PROVIDED ENTRIES:
────

use thiserror::Error;

use crate::domain::{AccountNumber, Cents, CustomerId};

/// Failures raised by the in-memory stores. The application layer maps these
/// onto `AppError`.
#[derive(Error, Debug, Clone, PartialEq, Eq)]
pub enum StoreError {
    #[error("Account not found: {0}")]
    AccountNotFound(AccountNumber),

    #[error("Account already exists: {0}")]
    DuplicateAccount(AccountNumber),

    #[error("Precondition failed on {account}: balance {balance}, delta {delta}")]
    PreconditionFailed {
        account: AccountNumber,
        balance: Cents,
        delta: Cents,
    },

    #[error("Balance overflow on {0}")]
    BalanceOverflow(AccountNumber),

    #[error("Paired change needs two distinct accounts, got {0} twice")]
    SameAccount(AccountNumber),

    #[error("Storage exhausted: {0}")]
    Exhausted(String),

    #[error("Customer not found: {0}")]
    CustomerNotFound(CustomerId),

    #[error("Invalid customer: {0}")]
    InvalidCustomer(String),
}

────

AIM OF THE EXERCISE:
All of the data above should be written out again word for word.

SOLUTION BELOW:
use thiserror::Error;

use crate::domain::{AccountNumber, Cents, CustomerId};

/// Failures raised by the in-memory stores. The application layer maps these
/// onto `AppError`.
#[derive(Error, Debug, Clone, PartialEq, Eq)]
pub enum StoreError {
    #[error("Account not found: {0}")]
    AccountNotFound(AccountNumber),

    #[error("Account already exists: {0}")]
    DuplicateAccount(AccountNumber),

    #[error("Precondition failed on {account}: balance {balance}, delta {delta}")]
    PreconditionFailed {
        account: AccountNumber,
        balance: Cents,
        delta: Cents,
    },

    #[error("Balance overflow on {0}")]
    BalanceOverflow(AccountNumber),

    #[error("Paired change needs two distinct accounts, got {0} twice")]
    SameAccount(AccountNumber),

    #[error("Storage exhausted: {0}")]
    Exhausted(String),

    #[error("Customer not found: {0}")]
    CustomerNotFound(CustomerId),

    #[error("Invalid customer: {0}")]
    InvalidCustomer(String),
}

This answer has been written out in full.